───── Records supplied
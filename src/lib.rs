//! Stockflow API Library
//!
//! Order lifecycle and stock accounting: a per-location stock ledger with an
//! append-only movement history, a warehouse transaction processor, and a
//! table-driven order workflow engine.
#![forbid(unsafe_code)]
#![deny(rust_2018_idioms)]
#![allow(elided_lifetimes_in_paths)]
#![warn(clippy::all, clippy::perf, clippy::dbg_macro)]

pub mod config;
pub mod db;
pub mod entities;
pub mod errors;
pub mod events;
pub mod handlers;
pub mod jobs;
pub mod migrator;
pub mod services;

use std::sync::Arc;

/// Shared application state handed to the HTTP layer.
#[derive(Clone)]
pub struct AppState {
    pub db: Arc<db::DbPool>,
    pub event_sender: Arc<events::EventSender>,
    pub products: services::ProductService,
    pub stock: services::StockLedgerService,
    pub transactions: services::WarehouseTransactionService,
    pub orders: services::OrderService,
    pub reports: services::ReportService,
}

impl AppState {
    /// Wires every service onto one pool and one event channel.
    pub fn new(db: Arc<db::DbPool>, event_sender: Arc<events::EventSender>) -> Self {
        Self {
            products: services::ProductService::new(db.clone()),
            stock: services::StockLedgerService::new(db.clone(), event_sender.clone()),
            transactions: services::WarehouseTransactionService::new(
                db.clone(),
                event_sender.clone(),
            ),
            orders: services::OrderService::new(db.clone(), event_sender.clone()),
            reports: services::ReportService::new(db.clone()),
            db,
            event_sender,
        }
    }
}
#[tokio::test]
async fn lifecycle_rejects_edges_missing_from_the_table() {
    let ctx = setup().await;
    let product = create_product(&ctx, "LIFE-1").await;
    let warehouse = Uuid::new_v4();

    let created = ctx
        .service
        .create_transaction(request("receipt", warehouse, None, product, 5))
        .await
        .expect("create failed");
    let id = created.transaction.id;
    assert_eq!(created.transaction.status, TransactionStatus::Draft.as_str());

    // draft -> approved skips pending
    let err = ctx
        .service
        .update_status(id, "approved", None, None)
        .await
        .unwrap_err();
    assert!(matches!(err, ServiceError::InvalidTransition(_)));

    let pending = ctx
        .service
        .update_status(id, "pending", None, None)
        .await
        .expect("draft -> pending failed");
    assert_eq!(pending.status, TransactionStatus::Pending.as_str());

    let approved = ctx
        .service
        .update_status(id, "approved", None, None)
        .await
        .expect("pending -> approved failed");
    assert!(approved.approved_at.is_some());

    let cancelled = ctx
        .service
        .update_status(id, "cancelled", None, Some("no longer needed".to_string()))
        .await
        .expect("approved -> cancelled failed");
    assert_eq!(cancelled.status, TransactionStatus::Cancelled.as_str());

    // cancelled is terminal
    let err = ctx
        .service
        .update_status(id, "pending", None, None)
        .await
        .unwrap_err();
    assert!(matches!(err, ServiceError::InvalidTransition(_)));
}

#[tokio::test]
async fn processing_requires_approved_status() {
    let ctx = setup().await;
    let product = create_product(&ctx, "PROC-1").await;
    let warehouse = Uuid::new_v4();

    let created = ctx
        .service
        .create_transaction(request("receipt", warehouse, None, product, 5))
        .await
        .expect("create failed");

    let err = ctx
        .service
        .process_transaction(created.transaction.id, HashMap::new(), None)
        .await
        .unwrap_err();
    assert!(matches!(err, ServiceError::InvalidState(_)));
}

#[tokio::test]
async fn receipt_adds_available_and_total() {
    let ctx = setup().await;
    let product = create_product(&ctx, "RCPT-1").await;
    let warehouse = Uuid::new_v4();

    seed_stock(&ctx, warehouse, product, 50).await;

    let level = warehouse_level(&ctx, warehouse, product).await;
    assert_eq!(level.available_quantity, 50);
    assert_eq!(level.allocated_quantity, 0);
    assert_eq!(level.total_quantity, 50);
}

#[tokio::test]
async fn actual_quantities_override_planned_and_record_variance() {
    let ctx = setup().await;
    let product = create_product(&ctx, "VAR-1").await;
    let warehouse = Uuid::new_v4();

    let created = ctx
        .service
        .create_transaction(request("receipt", warehouse, None, product, 50))
        .await
        .expect("create failed");
    approve(&ctx, created.transaction.id).await;

    let mut actuals = HashMap::new();
    actuals.insert(created.items[0].id, 47);
    let processed = ctx
        .service
        .process_transaction(created.transaction.id, actuals, None)
        .await
        .expect("processing failed");

    assert_eq!(processed.items[0].actual_quantity, Some(47));
    assert_eq!(processed.items[0].variance_quantity, Some(-3));
    assert!(processed.transaction.completed_at.is_some());

    let level = warehouse_level(&ctx, warehouse, product).await;
    assert_eq!(level.available_quantity, 47);
}

#[tokio::test]
async fn shipment_beyond_available_stock_rolls_back() {
    let ctx = setup().await;
    let product = create_product(&ctx, "SHIP-1").await;
    let warehouse = Uuid::new_v4();

    seed_stock(&ctx, warehouse, product, 10).await;

    let shipment = ctx
        .service
        .create_transaction(request("shipment", warehouse, None, product, 25))
        .await
        .expect("create failed");
    approve(&ctx, shipment.transaction.id).await;

    let err = ctx
        .service
        .process_transaction(shipment.transaction.id, HashMap::new(), None)
        .await
        .unwrap_err();
    assert!(matches!(err, ServiceError::InsufficientStock(_)));

    // Nothing moved, the transaction is still approved.
    let level = warehouse_level(&ctx, warehouse, product).await;
    assert_eq!(level.available_quantity, 10);
    let reloaded = ctx
        .service
        .get_transaction(shipment.transaction.id)
        .await
        .expect("get failed");
    assert_eq!(
        reloaded.transaction.status,
        TransactionStatus::Approved.as_str()
    );
    assert_eq!(reloaded.items[0].actual_quantity, None);
}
──────────
Reproduce each line from the listing above that includes the word "Self".

    pub fn new(db: Arc<db::DbPool>, event_sender: Arc<events::EventSender>) -> Self {
        Self {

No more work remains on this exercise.